Ce n'est sans doute pas un hasard si Ananda Devi a choisi de situer son roman dans l'Uttar Pradesh. Cet état, le plus peuplé et l'un des plus pauvres de l'Inde, est aujourd'hui dirigé par un moine hindou nationaliste à l'image extrémiste, déjà condamné pour incitation à la violence, qui n'hésite pas à se targuer de pouvoirs magiques acquis au travers de rituels et de la pratique du yoga. Au travers du personnage fictif de Shivnath, chef religieux amoral et mégalomane, usant sans vergogne d'un pouvoir sans limite assis sur les privilèges de la caste brahmane et sur la crédulité d'une population si misérable qu'il ne lui reste pour viatique que le sourire des dieux qu'on lui fait cyniquement miroiter, ce n'est, ni plus ni moins, ce que certains appellent la dystopie hindouiste de l'Uttar Pradesh que déplore et ridiculise cette histoire.


Aux antipodes du mirage clinquant des idoles et de la folie de leurs maîtres, grouille une population semblable à une « marée de chair », harassée par l'effort de survivre jour après jour, sur une terre aux allures de géhenne. Au plus noir de cet enfer, là où s'efface quasiment jusqu'à leur statut d'êtres humains, des parias subissent leur sort sans espoir : femmes vouées sans échappatoire à la prostitution, transsexuels rejetés dans un étrange mélange de crainte et de respect. Curieuse place qu'ont les hijras dans la société indienne : ni hommes ni femmes, elles sont désormais légalement reconnues dans le pays comme un troisième genre, mais, déclassées des structures sociales de base de la famille et des castes, elles se rassemblent en communautés hermétiques et soudées, encadrées par des règles fortes d'appartenance, dont un rituel d'intégration passant par une émasculation à vif, sans anesthésie.

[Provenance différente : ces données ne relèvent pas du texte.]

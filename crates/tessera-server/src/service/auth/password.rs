//! Password hashing.

use tessera_core::crypto::Hasher;

/// One-way password hashing over the configured secret.
///
/// Uses the same keyed digest as token key derivation, so a password
/// hash is only comparable within one deployment.
#[derive(Debug, Clone)]
pub struct PasswordHasher {
    hasher: Hasher,
}

impl PasswordHasher {
    /// Creates a password hasher from the shared keyed hash.
    #[must_use]
    pub fn new(hasher: Hasher) -> Self {
        Self { hasher }
    }

    /// Returns the hash to store for the given plaintext password.
    pub fn hash_password(&self, password: &str) -> String {
        self.hasher.digest(password)
    }
}

#[cfg(test)]
mod tests {
    use super::*;

    #[test]
    fn hashing_is_deterministic_per_secret() {
        let hasher = Hasher::new("test-secret").expect("hasher");
        let passwords = PasswordHasher::new(hasher);

        assert_eq!(
            passwords.hash_password("hunter2!"),
            passwords.hash_password("hunter2!")
        );
        assert_ne!(
            passwords.hash_password("hunter2!"),
            passwords.hash_password("hunter3!")
        );
    }
}
//! Request middleware.

mod access_log;

pub use access_log::access_log;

De la violence faite aux femmes et de l'asservissement de leurs corps, à l'emprise spirituelle d'une population soumise à de dangereux chefs religieux, Ananda Devi nous dépeint une société indienne au foisonnement étouffant et d'une violence écrasante, qu'une étincelle semble pouvoir embraser dans d'incontrôlables mouvements de foule. Son récit aussi poétique qu'incisif nous livre une série de tableaux, tous plus hallucinants les uns que les autres, qu'il s'agisse du cauchemar des bas-fonds où l'on reste invisible jusque dans la mort, du gigantisme d'un pèlerinage semblable à une marée humaine, de la somptuosité qui pare les idoles dans les temples, ou de l'atmosphère crépusculaire des bûchers funéraires de Bénarès. Frappé d'un effroi mêlé de sidération, le lecteur sentira sa tendresse croître pour ces femmes encore capables de se révolter du fond de leur détresse, sinon pour elles-mêmes, pour le sort d'une enfant.


Un roman d'une grande puissance et d'une vraie poésie, où se dessine une Inde de contrastes, colorée, misérable et mystique, où s'il ne fait pas toujours bon être femme, il est sans doute encore pire de n'être ni femme, ni homme, et parfois, tout simplement un enfant.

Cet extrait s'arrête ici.